Certains ont des effets œstrogéniques dominantes, d’autres des effets progestatifs dominantes, d’autre enfin des effets légèrement androgéniques. Cela peut se traduire pour ces derniers par :

  • des effets favorables :
    • sur la libido
    • sur la forme et le dynamisme, excellent chez les grandes asthéniques
    • sur une tendance au risques d’embonpoint où la rétention de liquide
    • des effets défavorables
      • chute des cheveux ou/et pousse de duvets
      • tendance séborrhéique de la peau et des cheveux

 

Ces différentes d’action en sont pas un désavantage mais bien au contraire un avantage.

Les premiers peuvent être judicieusement employées sans aucun effet fâcheux chez les femmes ayant tendance à la prise de poids, à une forme d’asthénie permanente, ou encore à des gonflements mammaires ou abdominaux désagréables.

Ils sont au contraire évités chez les femmes ayant naturellement des hormones surrénales déjà fortes et actives.

Risque de nuances

Il n’y a donc risque que de nuances, et ces nuances sont parfaitement modulables pour un spécialiste expérimenté.

La réalité de relations entre hormones ovariennes et certaines modifications métaboliques, ne peut être ignorée ou négligée.

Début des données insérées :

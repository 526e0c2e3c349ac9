use std::io::IsTerminal;

use indicatif::{ProgressBar, ProgressStyle};
use patchvm_core::{TaskContext, TaskMessage};
use tokio_util::sync::CancellationToken;

/// Renders task reports on a terminal progress bar.
///
/// Cancellation is requested through the shared token, which `main` cancels
/// on Ctrl-C.
pub struct TerminalContext {
    bar: ProgressBar,
    cancel: CancellationToken,
}

impl TerminalContext {
    pub fn new(cancel: CancellationToken) -> Self {
        let bar = if std::io::stderr().is_terminal() {
            let bar = ProgressBar::new(0);
            bar.set_style(bar_style());
            bar
        } else {
            ProgressBar::hidden()
        };
        Self { bar, cancel }
    }

    #[cfg(test)]
    fn hidden(cancel: CancellationToken) -> Self {
        Self {
            bar: ProgressBar::hidden(),
            cancel,
        }
    }

    pub fn finish(&self) {
        self.bar.finish_and_clear();
    }

    pub fn abandon(&self) {
        self.bar.abandon();
    }
}

fn bar_style() -> ProgressStyle {
    ProgressStyle::with_template("{msg:32} [{bar:40.cyan/blue}] {percent:>3}%")
        .unwrap_or_else(|_| ProgressStyle::default_bar())
        .progress_chars("━╸━")
}

impl TaskContext for TerminalContext {
    fn report_message(&self, message: TaskMessage) {
        if !matches!(message, TaskMessage::Downloaded { .. }) {
            log::debug!("{message}");
        }
        self.bar.set_message(message.to_string());
    }

    fn report_progress(&self, done: u64, total: u64) {
        self.bar.set_length(total);
        self.bar.set_position(done);
    }

    fn is_cancellation_requested(&self) -> bool {
        self.cancel.is_cancelled()
    }
}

La Kayser Foundation a surveillé 18 000 femmes sous contraceptifs pendant 5 ans.

Elle a constaté des modifications de la tension artérielle, de la viscosité sanguine, des sucres et des graisses, réelles, statistiquement mesurables, semblables en plus léger à celles des grossesses normales, mais si légères qu’elles n’excèdent jamais les limites physiologiques.

Dans le traitement hormonal

Mais le traitement hormonal à la ménopause ne cherche pas comme en contraception à bloquer l’ovulation et réaliser un état permanent de pseudo-grossesse.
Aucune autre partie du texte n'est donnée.